### ACTION ITEM
In the data that follows, find the line with "pub fn semtype_name(code: &str)"; transcribe it, every later line up to the one with "pub fn new(cfg: CanonicalConfig)", and that line as well, exactly and with no others.

Dataset entries
use std::collections::BTreeSet;

/// Clinical semantic types kept by default, with their UMLS names.
pub const ACCEPTED_SEMTYPES: &[(&str, &str)] = &[
    ("T029", "Body Location or Region"),
    ("T023", "Body Part, Organ, or Organ Component"),
    ("T031", "Body Substance"),
    ("T060", "Diagnostic Procedure"),
    ("T047", "Disease or Syndrome"),
    ("T074", "Medical Device"),
    ("T200", "Clinical Drug"),
    ("T203", "Drug Delivery Device"),
    ("T033", "Finding"),
    ("T184", "Sign or Symptom"),
    ("T034", "Laboratory or Test Result"),
    ("T058", "Health Care Activity"),
    ("T059", "Laboratory Procedure"),
    ("T037", "Injury or Poisoning"),
    ("T061", "Therapeutic or Preventive Procedure"),
    ("T048", "Mental or Behavioral Dysfunction"),
    ("T046", "Pathologic Function"),
    ("T121", "Pharmacologic Substance"),
    ("T201", "Clinical Attribute"),
    ("T130", "Indicator, Reagent, or Diagnostic Aid"),
    ("T195", "Antibiotic"),
    ("T039", "Physiologic Function"),
    ("T040", "Organism Function"),
    ("T041", "Mental Process"),
    ("T170", "Intellectual Product"),
    ("T191", "Neoplastic Process"),
];

/// Keyword standing for the whole [`ACCEPTED_SEMTYPES`] set in config lists.
pub const DEFAULT_SEMTYPES_KEYWORD: &str = "default";

pub fn semtype_name(code: &str) -> Option<&'static str> {
    ACCEPTED_SEMTYPES
        .iter()
        .find(|(tui, _)| *tui == code)
        .map(|(_, name)| *name)
}

/// Expand a configured list into a set of codes. `"default"` pulls in
/// every accepted clinical type; other entries are taken verbatim.
pub fn expand_semtypes<S: AsRef<str>>(configured: &[S]) -> BTreeSet<String> {
    let mut codes = BTreeSet::new();
    for entry in configured {
        let entry = entry.as_ref().trim();
        if entry.eq_ignore_ascii_case(DEFAULT_SEMTYPES_KEYWORD) {
            codes.extend(ACCEPTED_SEMTYPES.iter().map(|(tui, _)| tui.to_string()));
        } else if !entry.is_empty() {
            codes.insert(entry.to_string());
        }
    }
    codes
}
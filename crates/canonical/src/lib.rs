//! Facet canonical text layer.
//!
//! Dictionary terms and query spans are normalised by the same function
//! before feature extraction, so both sides of a match agree on case,
//! Unicode form and spacing:
//!
//! - Unicode NFKC normalisation (on by default)
//! - locale-free lowercasing (on by default)
//! - optional diacritic stripping
//! - whitespace collapsed to single spaces
//!
//! Tokenization runs on the raw input and reports byte offsets into it; the
//! resolver normalises each candidate span afterwards. No I/O, no locale
//! dependence: the same text and config give the same output everywhere.

mod config;
mod normalize;
mod token;

pub use crate::config::{CanonicalConfig, Tokenizer};
pub use crate::normalize::{collapse_whitespace, normalize, strip_diacritics};
pub use crate::token::{tokenize, Token, TokenKind};

/// Bundles a [`CanonicalConfig`] with the two operations it drives.
#[derive(Debug, Clone, Default, PartialEq, Eq)]
pub struct Canonicalizer {
    cfg: CanonicalConfig,
}

impl Canonicalizer {
    pub fn new(cfg: CanonicalConfig) -> Self {
        Self { cfg }
    }

    pub fn config(&self) -> &CanonicalConfig {
        &self.cfg
    }

    pub fn normalize(&self, text: &str) -> String {
        normalize(text, &self.cfg)
    }

    pub fn tokenize(&self, text: &str) -> Vec<Token> {
        tokenize(text, self.cfg.tokenizer)
    }
}
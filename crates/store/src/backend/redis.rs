//! Redis backend. Keys are namespaced under a prefix so several stores can
//! share one server; `put_many` is sent as a single pipeline.

use std::ops::ControlFlow;

use parking_lot::Mutex;
use redis::{Client, Connection};

use crate::{AccessMode, KvStore, ScanControl, StoreError};

const BACKEND: &str = "redis";
const SCAN_COUNT: usize = 1000;
const MGET_CHUNK: usize = 512;

fn unavailable(err: redis::RedisError) -> StoreError {
    StoreError::unavailable(BACKEND, err)
}

pub struct RedisStore {
    conn: Mutex<Connection>,
    prefix: Vec<u8>,
    mode: AccessMode,
}

impl RedisStore {
    /// Connect to `url`. `Create` deletes every key under `prefix`.
    ///
    /// The prefix is used verbatim in a `SCAN MATCH` pattern, so it must not
    /// contain glob metacharacters.
    pub fn open(url: &str, prefix: &str, mode: AccessMode) -> Result<Self, StoreError> {
        if prefix.contains(['*', '?', '[', ']']) {
            return Err(StoreError::InvalidParameter(format!(
                "redis key prefix {prefix:?} contains glob metacharacters"
            )));
        }
        let client = Client::open(url).map_err(unavailable)?;
        let conn = client.get_connection().map_err(unavailable)?;
        let store = Self {
            conn: Mutex::new(conn),
            prefix: prefix.as_bytes().to_vec(),
            mode,
        };
        if mode.truncates() {
            let keys = store.raw_keys()?;
            let mut conn = store.conn.lock();
            for chunk in keys.chunks(MGET_CHUNK) {
                redis::cmd("DEL")
                    .arg(chunk)
                    .query::<()>(&mut *conn)
                    .map_err(unavailable)?;
            }
        }
        Ok(store)
    }

    fn full_key(&self, key: &[u8]) -> Vec<u8> {
        let mut out = Vec::with_capacity(self.prefix.len() + key.len());
        out.extend_from_slice(&self.prefix);
        out.extend_from_slice(key);
        out
    }

    /// Every prefixed key on the server, sorted.
    fn raw_keys(&self) -> Result<Vec<Vec<u8>>, StoreError> {
        let mut pattern = self.prefix.clone();
        pattern.push(b'*');
        let mut conn = self.conn.lock();
        let mut keys: Vec<Vec<u8>> = redis::cmd("SCAN")
            .cursor_arg(0)
            .arg("MATCH")
            .arg(pattern)
            .arg("COUNT")
            .arg(SCAN_COUNT)
            .clone()
            .iter::<Vec<u8>>(&mut *conn)
            .map_err(unavailable)?
            .collect();
        keys.sort();
        keys.dedup();
        Ok(keys)
    }
}

impl KvStore for RedisStore {
    fn backend_name(&self) -> &'static str {
        BACKEND
    }

    fn mode(&self) -> AccessMode {
        self.mode
    }

    fn get(&self, key: &[u8]) -> Result<Option<Vec<u8>>, StoreError> {
        let mut conn = self.conn.lock();
        redis::cmd("GET")
            .arg(self.full_key(key))
            .query::<Option<Vec<u8>>>(&mut *conn)
            .map_err(unavailable)
    }

    fn put(&self, key: &[u8], value: &[u8]) -> Result<(), StoreError> {
        self.mode.ensure_writable("put")?;
        let mut conn = self.conn.lock();
        redis::cmd("SET")
            .arg(self.full_key(key))
            .arg(value)
            .query::<()>(&mut *conn)
            .map_err(unavailable)
    }

    fn put_many(&self, entries: Vec<(Vec<u8>, Vec<u8>)>) -> Result<(), StoreError> {
        self.mode.ensure_writable("put_many")?;
        if entries.is_empty() {
            return Ok(());
        }
        let mut pipe = redis::pipe();
        pipe.atomic();
        for (key, value) in &entries {
            pipe.cmd("SET").arg(self.full_key(key)).arg(value).ignore();
        }
        let mut conn = self.conn.lock();
        pipe.query::<()>(&mut *conn).map_err(unavailable)
    }

    fn delete(&self, key: &[u8]) -> Result<(), StoreError> {
        self.mode.ensure_writable("delete")?;
        let mut conn = self.conn.lock();
        redis::cmd("DEL")
            .arg(self.full_key(key))
            .query::<()>(&mut *conn)
            .map_err(unavailable)
    }

    fn contains(&self, key: &[u8]) -> Result<bool, StoreError> {
        let mut conn = self.conn.lock();
        redis::cmd("EXISTS")
            .arg(self.full_key(key))
            .query::<bool>(&mut *conn)
            .map_err(unavailable)
    }

    fn len(&self) -> Result<usize, StoreError> {
        Ok(self.raw_keys()?.len())
    }

    fn scan(
        &self,
        visitor: &mut dyn FnMut(&[u8], &[u8]) -> Result<ScanControl, StoreError>,
    ) -> Result<(), StoreError> {
        let keys = self.raw_keys()?;
        for chunk in keys.chunks(MGET_CHUNK) {
            let values: Vec<Option<Vec<u8>>> = {
                let mut conn = self.conn.lock();
                redis::cmd("MGET")
                    .arg(chunk)
                    .query(&mut *conn)
                    .map_err(unavailable)?
            };
            for (key, value) in chunk.iter().zip(values) {
                // Deleted between SCAN and MGET.
                let Some(value) = value else { continue };
                if let ControlFlow::Break(()) = visitor(&key[self.prefix.len()..], &value)? {
                    return Ok(());
                }
            }
        }
        Ok(())
    }
}

#[cfg(test)]
mod tests {
    use super::*;

    #[test]
    fn rejects_glob_prefix() {
        let err = RedisStore::open("redis://127.0.0.1/", "bad*", AccessMode::ReadWrite)
            .err()
            .unwrap();
        assert!(matches!(err, StoreError::InvalidParameter(_)));
    }

    #[test]
    fn unreachable_server_is_unavailable() {
        // Port 1 is reserved; nothing listens there.
        let err = RedisStore::open("redis://127.0.0.1:1/", "facet:", AccessMode::ReadWrite)
            .err()
            .unwrap();
        assert!(matches!(err, StoreError::Unavailable { backend: "redis", .. }));
    }
}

### EXERCISE ANSWER
pub fn semtype_name(code: &str) -> Option<&'static str> {
    ACCEPTED_SEMTYPES
        .iter()
        .find(|(tui, _)| *tui == code)
        .map(|(_, name)| *name)
}

/// Expand a configured list into a set of codes. `"default"` pulls in
/// every accepted clinical type; other entries are taken verbatim.
pub fn expand_semtypes<S: AsRef<str>>(configured: &[S]) -> BTreeSet<String> {
    let mut codes = BTreeSet::new();
    for entry in configured {
        let entry = entry.as_ref().trim();
        if entry.eq_ignore_ascii_case(DEFAULT_SEMTYPES_KEYWORD) {
            codes.extend(ACCEPTED_SEMTYPES.iter().map(|(tui, _)| tui.to_string()));
        } else if !entry.is_empty() {
            codes.insert(entry.to_string());
        }
    }
    codes
}
filename crates/canonical/src/lib.rs
//! Facet canonical text layer.
//!
//! Dictionary terms and query spans are normalised by the same function
//! before feature extraction, so both sides of a match agree on case,
//! Unicode form and spacing:
//!
//! - Unicode NFKC normalisation (on by default)
//! - locale-free lowercasing (on by default)
//! - optional diacritic stripping
//! - whitespace collapsed to single spaces
//!
//! Tokenization runs on the raw input and reports byte offsets into it; the
//! resolver normalises each candidate span afterwards. No I/O, no locale
//! dependence: the same text and config give the same output everywhere.

mod config;
mod normalize;
mod token;

pub use crate::config::{CanonicalConfig, Tokenizer};
pub use crate::normalize::{collapse_whitespace, normalize, strip_diacritics};
pub use crate::token::{tokenize, Token, TokenKind};

/// Bundles a [`CanonicalConfig`] with the two operations it drives.
#[derive(Debug, Clone, Default, PartialEq, Eq)]
pub struct Canonicalizer {
    cfg: CanonicalConfig,
}

impl Canonicalizer {
    pub fn new(cfg: CanonicalConfig) -> Self {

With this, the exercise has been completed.